_Task to carry out_: Give back, word for word, only the lines from the one containing "assert_eq!(Uuid::parse_str(a).unwrap().get_version_num(), 4);" to the end of the listing below.
**********
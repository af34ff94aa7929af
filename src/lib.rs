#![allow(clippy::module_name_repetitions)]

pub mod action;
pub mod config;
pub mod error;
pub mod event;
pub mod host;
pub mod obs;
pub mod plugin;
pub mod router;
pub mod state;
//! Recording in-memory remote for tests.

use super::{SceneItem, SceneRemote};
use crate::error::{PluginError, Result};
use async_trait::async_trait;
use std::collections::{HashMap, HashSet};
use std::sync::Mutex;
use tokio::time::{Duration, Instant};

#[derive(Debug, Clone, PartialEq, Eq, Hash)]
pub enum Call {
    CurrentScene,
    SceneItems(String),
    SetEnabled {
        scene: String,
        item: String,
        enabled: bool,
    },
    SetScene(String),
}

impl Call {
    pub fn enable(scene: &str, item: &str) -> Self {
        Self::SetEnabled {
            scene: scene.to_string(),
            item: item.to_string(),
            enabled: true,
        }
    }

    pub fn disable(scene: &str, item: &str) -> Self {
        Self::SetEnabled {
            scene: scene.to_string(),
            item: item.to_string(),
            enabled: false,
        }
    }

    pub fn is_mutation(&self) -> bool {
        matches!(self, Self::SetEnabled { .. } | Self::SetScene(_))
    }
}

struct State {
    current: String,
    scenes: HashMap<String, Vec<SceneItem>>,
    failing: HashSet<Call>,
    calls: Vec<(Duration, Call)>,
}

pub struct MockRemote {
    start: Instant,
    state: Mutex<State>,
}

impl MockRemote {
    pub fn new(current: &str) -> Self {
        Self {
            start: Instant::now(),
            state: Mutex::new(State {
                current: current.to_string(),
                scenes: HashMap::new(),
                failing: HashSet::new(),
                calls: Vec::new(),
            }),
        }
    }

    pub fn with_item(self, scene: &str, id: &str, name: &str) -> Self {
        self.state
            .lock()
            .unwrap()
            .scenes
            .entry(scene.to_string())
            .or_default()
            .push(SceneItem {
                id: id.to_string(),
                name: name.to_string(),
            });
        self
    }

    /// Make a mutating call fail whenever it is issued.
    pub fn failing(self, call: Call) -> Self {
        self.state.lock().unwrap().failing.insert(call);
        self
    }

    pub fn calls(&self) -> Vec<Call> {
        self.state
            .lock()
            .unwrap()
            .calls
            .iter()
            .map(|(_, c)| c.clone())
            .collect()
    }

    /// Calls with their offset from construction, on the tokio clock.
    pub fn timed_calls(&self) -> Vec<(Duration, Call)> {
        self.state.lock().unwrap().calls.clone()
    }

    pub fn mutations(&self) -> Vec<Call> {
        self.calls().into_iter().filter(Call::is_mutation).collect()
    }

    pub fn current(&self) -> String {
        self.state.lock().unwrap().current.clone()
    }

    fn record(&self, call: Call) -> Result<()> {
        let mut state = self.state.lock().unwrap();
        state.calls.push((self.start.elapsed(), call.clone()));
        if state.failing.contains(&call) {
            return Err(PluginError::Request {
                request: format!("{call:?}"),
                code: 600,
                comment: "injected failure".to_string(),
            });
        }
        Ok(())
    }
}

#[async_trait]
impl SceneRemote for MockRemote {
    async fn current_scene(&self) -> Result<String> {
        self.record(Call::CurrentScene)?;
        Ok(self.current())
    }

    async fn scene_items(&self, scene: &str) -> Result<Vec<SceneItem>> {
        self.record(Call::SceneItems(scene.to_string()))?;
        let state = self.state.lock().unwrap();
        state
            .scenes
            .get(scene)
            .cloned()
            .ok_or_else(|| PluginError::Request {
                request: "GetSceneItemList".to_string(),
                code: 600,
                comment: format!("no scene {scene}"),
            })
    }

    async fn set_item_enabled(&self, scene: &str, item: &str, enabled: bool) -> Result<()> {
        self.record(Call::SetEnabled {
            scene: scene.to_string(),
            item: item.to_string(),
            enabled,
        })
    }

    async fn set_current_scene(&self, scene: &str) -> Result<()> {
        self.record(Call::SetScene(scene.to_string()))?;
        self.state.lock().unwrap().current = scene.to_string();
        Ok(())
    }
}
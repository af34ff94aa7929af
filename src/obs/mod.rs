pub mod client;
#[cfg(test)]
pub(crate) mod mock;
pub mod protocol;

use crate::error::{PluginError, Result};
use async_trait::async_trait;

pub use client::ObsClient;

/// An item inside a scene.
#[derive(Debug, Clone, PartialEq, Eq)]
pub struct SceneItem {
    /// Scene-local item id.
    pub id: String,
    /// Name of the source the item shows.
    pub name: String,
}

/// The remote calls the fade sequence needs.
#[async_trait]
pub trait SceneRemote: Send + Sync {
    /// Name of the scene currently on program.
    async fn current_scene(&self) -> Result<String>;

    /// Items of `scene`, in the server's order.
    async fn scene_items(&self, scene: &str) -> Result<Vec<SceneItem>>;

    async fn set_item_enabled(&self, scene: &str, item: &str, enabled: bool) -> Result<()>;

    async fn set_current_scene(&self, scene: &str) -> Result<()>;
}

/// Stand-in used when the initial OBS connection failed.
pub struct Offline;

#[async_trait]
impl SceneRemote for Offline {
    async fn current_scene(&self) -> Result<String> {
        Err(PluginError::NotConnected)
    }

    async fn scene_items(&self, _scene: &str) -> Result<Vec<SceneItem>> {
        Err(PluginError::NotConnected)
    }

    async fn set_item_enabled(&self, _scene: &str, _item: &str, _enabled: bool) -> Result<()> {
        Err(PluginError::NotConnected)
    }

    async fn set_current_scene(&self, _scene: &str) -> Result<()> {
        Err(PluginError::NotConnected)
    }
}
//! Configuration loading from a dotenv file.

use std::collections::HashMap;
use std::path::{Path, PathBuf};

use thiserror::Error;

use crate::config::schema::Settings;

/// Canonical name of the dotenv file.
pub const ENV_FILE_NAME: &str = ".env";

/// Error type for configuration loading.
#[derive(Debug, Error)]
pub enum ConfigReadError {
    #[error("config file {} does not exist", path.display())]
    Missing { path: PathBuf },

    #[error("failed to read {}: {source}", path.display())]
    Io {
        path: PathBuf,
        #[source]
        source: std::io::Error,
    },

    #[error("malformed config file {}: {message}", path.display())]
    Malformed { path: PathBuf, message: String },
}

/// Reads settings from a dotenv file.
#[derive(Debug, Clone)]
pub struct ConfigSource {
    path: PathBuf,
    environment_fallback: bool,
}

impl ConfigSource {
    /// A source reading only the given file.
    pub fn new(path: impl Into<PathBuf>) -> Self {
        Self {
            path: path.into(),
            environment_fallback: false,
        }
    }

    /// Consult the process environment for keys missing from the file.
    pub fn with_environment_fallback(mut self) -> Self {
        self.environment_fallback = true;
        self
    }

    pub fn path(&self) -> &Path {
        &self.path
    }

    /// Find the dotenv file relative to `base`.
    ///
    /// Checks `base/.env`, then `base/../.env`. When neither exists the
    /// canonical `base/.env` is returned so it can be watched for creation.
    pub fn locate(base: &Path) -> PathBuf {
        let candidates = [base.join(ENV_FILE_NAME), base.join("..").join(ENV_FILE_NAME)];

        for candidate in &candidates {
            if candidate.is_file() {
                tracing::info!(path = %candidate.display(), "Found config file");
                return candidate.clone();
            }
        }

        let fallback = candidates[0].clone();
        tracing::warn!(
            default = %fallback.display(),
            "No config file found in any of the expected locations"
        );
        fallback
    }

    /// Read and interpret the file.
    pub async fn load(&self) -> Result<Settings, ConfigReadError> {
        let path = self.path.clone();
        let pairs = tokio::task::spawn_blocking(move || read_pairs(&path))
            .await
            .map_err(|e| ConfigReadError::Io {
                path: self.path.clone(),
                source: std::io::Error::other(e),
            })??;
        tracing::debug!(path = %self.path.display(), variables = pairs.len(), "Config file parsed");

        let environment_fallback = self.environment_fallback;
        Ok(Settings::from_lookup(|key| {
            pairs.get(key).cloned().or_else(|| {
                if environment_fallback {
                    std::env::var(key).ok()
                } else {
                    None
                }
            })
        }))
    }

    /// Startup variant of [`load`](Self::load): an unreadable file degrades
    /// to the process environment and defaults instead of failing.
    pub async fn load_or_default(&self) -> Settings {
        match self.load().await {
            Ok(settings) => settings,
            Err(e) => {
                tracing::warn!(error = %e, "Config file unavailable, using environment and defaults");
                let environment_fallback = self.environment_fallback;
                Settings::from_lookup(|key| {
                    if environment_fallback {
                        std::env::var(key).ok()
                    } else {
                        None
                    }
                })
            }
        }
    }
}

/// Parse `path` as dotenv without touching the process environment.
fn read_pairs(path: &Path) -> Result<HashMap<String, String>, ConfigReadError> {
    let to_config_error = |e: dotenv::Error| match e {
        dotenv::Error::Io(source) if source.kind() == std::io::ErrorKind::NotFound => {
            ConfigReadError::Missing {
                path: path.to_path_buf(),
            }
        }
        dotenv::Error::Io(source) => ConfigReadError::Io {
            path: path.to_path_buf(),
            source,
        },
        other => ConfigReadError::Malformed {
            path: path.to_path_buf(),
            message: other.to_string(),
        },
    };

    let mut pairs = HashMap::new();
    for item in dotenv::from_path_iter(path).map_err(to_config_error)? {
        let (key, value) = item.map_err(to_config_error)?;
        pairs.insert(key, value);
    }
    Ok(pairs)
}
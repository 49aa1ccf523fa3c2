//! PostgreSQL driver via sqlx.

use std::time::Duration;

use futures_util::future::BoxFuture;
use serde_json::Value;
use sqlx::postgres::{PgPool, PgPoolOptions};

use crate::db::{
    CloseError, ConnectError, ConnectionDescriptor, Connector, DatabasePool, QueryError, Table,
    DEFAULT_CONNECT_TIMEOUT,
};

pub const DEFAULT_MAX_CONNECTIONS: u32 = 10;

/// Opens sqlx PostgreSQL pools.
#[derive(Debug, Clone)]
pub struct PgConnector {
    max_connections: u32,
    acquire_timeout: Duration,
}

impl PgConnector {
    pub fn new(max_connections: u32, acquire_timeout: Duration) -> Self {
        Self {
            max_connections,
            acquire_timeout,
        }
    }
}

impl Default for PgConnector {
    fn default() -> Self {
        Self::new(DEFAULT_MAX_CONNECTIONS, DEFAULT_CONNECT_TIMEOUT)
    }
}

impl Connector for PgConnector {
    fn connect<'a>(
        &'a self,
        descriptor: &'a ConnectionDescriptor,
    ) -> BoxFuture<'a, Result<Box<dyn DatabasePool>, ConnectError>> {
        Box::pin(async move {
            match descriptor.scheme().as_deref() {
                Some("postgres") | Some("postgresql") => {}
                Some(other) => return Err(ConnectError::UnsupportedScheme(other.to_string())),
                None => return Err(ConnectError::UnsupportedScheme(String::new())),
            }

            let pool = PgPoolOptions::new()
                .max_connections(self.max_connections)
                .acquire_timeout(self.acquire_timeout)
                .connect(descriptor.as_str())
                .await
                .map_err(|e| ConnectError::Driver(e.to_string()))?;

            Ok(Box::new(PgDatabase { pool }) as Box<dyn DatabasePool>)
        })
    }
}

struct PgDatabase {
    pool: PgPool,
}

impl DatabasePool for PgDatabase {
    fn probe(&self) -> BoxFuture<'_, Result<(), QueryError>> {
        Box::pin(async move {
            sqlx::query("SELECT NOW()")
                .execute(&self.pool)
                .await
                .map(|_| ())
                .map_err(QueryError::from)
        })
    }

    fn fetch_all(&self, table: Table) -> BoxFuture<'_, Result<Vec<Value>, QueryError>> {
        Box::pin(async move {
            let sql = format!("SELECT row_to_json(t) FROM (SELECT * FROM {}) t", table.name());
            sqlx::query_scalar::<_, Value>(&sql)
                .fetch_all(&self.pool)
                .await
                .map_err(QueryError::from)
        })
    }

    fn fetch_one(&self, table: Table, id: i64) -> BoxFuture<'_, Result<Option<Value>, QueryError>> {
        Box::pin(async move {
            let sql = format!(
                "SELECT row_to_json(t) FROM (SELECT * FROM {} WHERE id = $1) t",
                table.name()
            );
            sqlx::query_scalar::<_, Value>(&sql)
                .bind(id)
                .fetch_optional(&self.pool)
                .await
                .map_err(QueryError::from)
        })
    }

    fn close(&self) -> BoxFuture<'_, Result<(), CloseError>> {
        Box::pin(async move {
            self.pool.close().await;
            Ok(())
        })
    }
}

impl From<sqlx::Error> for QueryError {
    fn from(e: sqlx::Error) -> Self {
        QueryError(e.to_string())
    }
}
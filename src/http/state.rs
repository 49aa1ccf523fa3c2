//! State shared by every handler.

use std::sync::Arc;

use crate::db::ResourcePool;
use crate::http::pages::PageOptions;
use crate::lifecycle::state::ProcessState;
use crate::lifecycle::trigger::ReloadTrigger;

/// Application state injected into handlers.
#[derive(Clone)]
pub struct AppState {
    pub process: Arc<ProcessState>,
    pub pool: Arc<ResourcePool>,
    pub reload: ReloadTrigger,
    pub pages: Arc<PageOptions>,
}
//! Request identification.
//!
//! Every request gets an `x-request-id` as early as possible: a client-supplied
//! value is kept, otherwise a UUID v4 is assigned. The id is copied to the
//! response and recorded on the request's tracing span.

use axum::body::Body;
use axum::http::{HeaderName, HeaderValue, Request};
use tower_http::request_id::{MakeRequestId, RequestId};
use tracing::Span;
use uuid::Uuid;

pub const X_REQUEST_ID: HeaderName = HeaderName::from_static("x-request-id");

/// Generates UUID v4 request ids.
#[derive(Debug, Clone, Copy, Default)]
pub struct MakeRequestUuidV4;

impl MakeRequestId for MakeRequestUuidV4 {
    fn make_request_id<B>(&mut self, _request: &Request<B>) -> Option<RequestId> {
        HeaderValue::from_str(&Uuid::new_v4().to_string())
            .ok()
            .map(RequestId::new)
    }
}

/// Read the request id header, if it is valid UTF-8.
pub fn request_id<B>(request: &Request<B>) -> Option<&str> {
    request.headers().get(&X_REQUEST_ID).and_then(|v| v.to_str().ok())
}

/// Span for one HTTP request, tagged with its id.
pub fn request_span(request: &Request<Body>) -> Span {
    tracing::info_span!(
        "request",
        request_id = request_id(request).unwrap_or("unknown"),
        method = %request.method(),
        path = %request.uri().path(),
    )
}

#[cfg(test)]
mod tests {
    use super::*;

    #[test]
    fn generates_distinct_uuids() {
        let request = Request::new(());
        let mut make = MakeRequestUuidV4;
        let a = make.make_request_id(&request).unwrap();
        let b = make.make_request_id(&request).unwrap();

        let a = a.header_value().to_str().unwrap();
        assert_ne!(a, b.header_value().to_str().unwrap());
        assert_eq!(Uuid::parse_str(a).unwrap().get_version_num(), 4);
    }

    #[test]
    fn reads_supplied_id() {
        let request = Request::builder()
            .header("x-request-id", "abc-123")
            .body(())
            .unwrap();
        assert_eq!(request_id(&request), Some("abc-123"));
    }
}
**********
_The answer_:
        assert_eq!(Uuid::parse_str(a).unwrap().get_version_num(), 4);
    }

    #[test]
    fn reads_supplied_id() {
        let request = Request::builder()
            .header("x-request-id", "abc-123")
            .body(())
            .unwrap();
        assert_eq!(request_id(&request), Some("abc-123"));
    }
}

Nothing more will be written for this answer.